Ubuntu Maintainers (including MOTU (Masters of the [[AddingRepositoriesHowto|Universe]])) are required to have a GPG key in
order to sign and upload their packages. Before being allowed to
upload, your GPG key must be verified by acquiring a signature from at
least one other GPG user who have met in real life and have confirmed
your identity. This person must be part of large group of people
called the strongly connected set through which other Ubuntu
developers are also all connected.  This protects Ubuntu and its users
from bad guys who might pose as an Ubuntu developer to upload a
trojaned or otherwise nasty package.

== The Problem ==

Some people interested in helping with Ubuntu have keys that have not
been signed or keys that are not signed by another key in the strongly
connected set.
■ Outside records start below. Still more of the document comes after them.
//! Error types for the rigctl bridge

use std::path::PathBuf;

use pmr_protocol::DecodeError;
use thiserror::Error;

/// Errors that can occur while talking to the radio
///
/// Query operations never surface these to rigctl clients; they are
/// logged and replaced by a default value.
#[derive(Debug, Error)]
pub enum SessionError {
    /// I/O error on the serial link
    #[error("I/O error: {0}")]
    Io(#[from] std::io::Error),

    /// Failed to open the serial device
    #[error("serial port error: {0}")]
    Serial(#[from] tokio_serial::Error),

    /// Nothing arrived before the query deadline
    #[error("no response from radio")]
    NoResponse,

    /// Response could not be decoded
    #[error("bad response: {0}")]
    Decode(#[from] DecodeError),
}

/// Errors that can occur while loading or saving settings
#[derive(Debug, Error)]
pub enum BridgeError {
    /// No config directory could be determined
    #[error("could not determine settings path")]
    NoSettingsPath,

    /// Settings file could not be read
    #[error("failed to read settings {}: {source}", path.display())]
    SettingsRead {
        path: PathBuf,
        source: std::io::Error,
    },

    /// Settings file is not valid JSON for [`crate::Settings`]
    #[error("failed to parse settings {}: {source}", path.display())]
    SettingsParse {
        path: PathBuf,
        source: serde_json::Error,
    },

    /// Settings file could not be written
    #[error("failed to write settings {}: {source}", path.display())]
    SettingsWrite {
        path: PathBuf,
        source: std::io::Error,
    },
}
If it is hard to trace a series of signatures (i.e., connections)
from you back to someone that the Ubuntu community already trusts,
your upload access will be delayed.

== Solution #1 ==

The absolutely ideal solution is to have your key signed in person by someone
else in the global strongly connected set.

[[http://biglumber.com/]] has a searchable database of GPG users by
location.  If you can find someone in your area, confirm with a
current Ubuntu member that their signature is acceptable for access to
Ubuntu resources, and then you can politely ask that person to exchange
keys.

Another list:
 * http://nm.debian.org/gpg_offer.php

When you meet to do a keysigning you will need to bring the output of
'gpg --fingerprint youremail@domain.com' printed on paper, as well as
a government issue photo ID (passport or drivers license).
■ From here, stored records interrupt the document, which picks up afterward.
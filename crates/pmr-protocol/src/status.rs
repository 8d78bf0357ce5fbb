//! Query-status response layout
//!
//! The radio answers a query-status command (0x0B) with a status blob from
//! which both the operating mode and the VFO-A frequency are read.
//!
//! Offsets are relative to the payload, i.e. the byte after the command
//! byte (offset 6 of the raw frame):
//!
//! ```text
//! [mode] [mode] [--] [--] [vfo_a: u32 BE] [vfo_b: u32 BE]
//! ```
//!
//! These offsets have not been confirmed against a capture from a real
//! device. Keep them here so a correction touches one place.

use crate::error::DecodeError;
use crate::frame::{decode, Frame};
use crate::mode::Mode;

/// Payload offset of the mode id
pub const MODE_OFFSET: usize = 0;
/// Payload offset of the VFO-A frequency
pub const VFO_A_OFFSET: usize = 4;
/// Payload offset of the VFO-B frequency
pub const VFO_B_OFFSET: usize = 8;
/// Payload length of a full status report
pub const STATUS_PAYLOAD_LEN: usize = VFO_B_OFFSET + 4;

/// Decoded status report
#[derive(Debug, Clone, Copy, PartialEq, Eq)]
#[cfg_attr(feature = "serde", derive(serde::Serialize, serde::Deserialize))]
pub struct StatusReport {
    /// Current operating mode
    pub mode: Mode,
    /// VFO-A frequency in Hz
    pub vfo_a_hz: u32,
    /// VFO-B frequency in Hz
    pub vfo_b_hz: u32,
}

impl StatusReport {
    /// Serialize to a status payload
    pub fn to_payload(&self) -> Vec<u8> {
        let mut payload = vec![0u8; STATUS_PAYLOAD_LEN];
        payload[MODE_OFFSET] = self.mode.id();
        payload[MODE_OFFSET + 1] = self.mode.id();
        payload[VFO_A_OFFSET..VFO_A_OFFSET + 4].copy_from_slice(&self.vfo_a_hz.to_be_bytes());
        payload[VFO_B_OFFSET..VFO_B_OFFSET + 4].copy_from_slice(&self.vfo_b_hz.to_be_bytes());
        payload
    }

    /// Parse a full status payload
    pub fn from_payload(command: u8, payload: &[u8]) -> Result<Self, DecodeError> {
        if payload.len() < STATUS_PAYLOAD_LEN {
            return Err(DecodeError::BadPayload {
                command,
                len: payload.len(),
            });
        }
        Ok(Self {
            mode: mode_field(command, payload)?,
            vfo_a_hz: u32_field(command, payload, VFO_A_OFFSET)?,
            vfo_b_hz: u32_field(command, payload, VFO_B_OFFSET)?,
        })
    }
}

/// Extract the operating mode from a raw query-status response
///
/// Unknown mode ids map to USB; only a missing field is an error.
pub fn mode_from_response(raw: &[u8]) -> Result<Mode, DecodeError> {
    let Frame { command, payload } = decode(raw)?;
    mode_field(command, &payload)
}

/// Extract the VFO-A frequency from a raw query-status response
pub fn frequency_from_response(raw: &[u8]) -> Result<u32, DecodeError> {
    let Frame { command, payload } = decode(raw)?;
    u32_field(command, &payload, VFO_A_OFFSET)
}

fn mode_field(command: u8, payload: &[u8]) -> Result<Mode, DecodeError> {
    payload
        .get(MODE_OFFSET)
        .map(|&id| Mode::from_id(id))
        .ok_or(DecodeError::BadPayload {
            command,
            len: payload.len(),
        })
}

fn u32_field(command: u8, payload: &[u8], offset: usize) -> Result<u32, DecodeError> {
    payload
        .get(offset..offset + 4)
        .and_then(|bytes| <[u8; 4]>::try_from(bytes).ok())
        .map(u32::from_be_bytes)
        .ok_or(DecodeError::BadPayload {
            command,
            len: payload.len(),
        })
}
To get an idea of what goes on at a keysigning, read these guidelines (which
describe a full-blown party which is probably more complex than what
you will do): http://mako.yukidoke.org/keys/keysign.txt

== Solution #2 ==

In situations where you absolutely cannot get a key signed by someone
else in the strongly connected set, you will need to demonstrate this
to members of the Ubuntu Community Council and Technical Board. If you
can convince them that it is impossible to get a signed key, you can
have your identity verified differently.

To do this, you should print a copy of the Ubuntu Code of Conduct,
followed by the output of 'gpg --fingerprint youremail@domain.com'.

Take this printout to your friendly local notary, and ask them to
validate your signature on this document.  This will require at least
one form of government issued ID (passport or drivers license).  You
will then need to snail mail this document - the address will be
made available to approved maintainers who are confirmed to require this method by members of the Community Council or
Technical Board.
----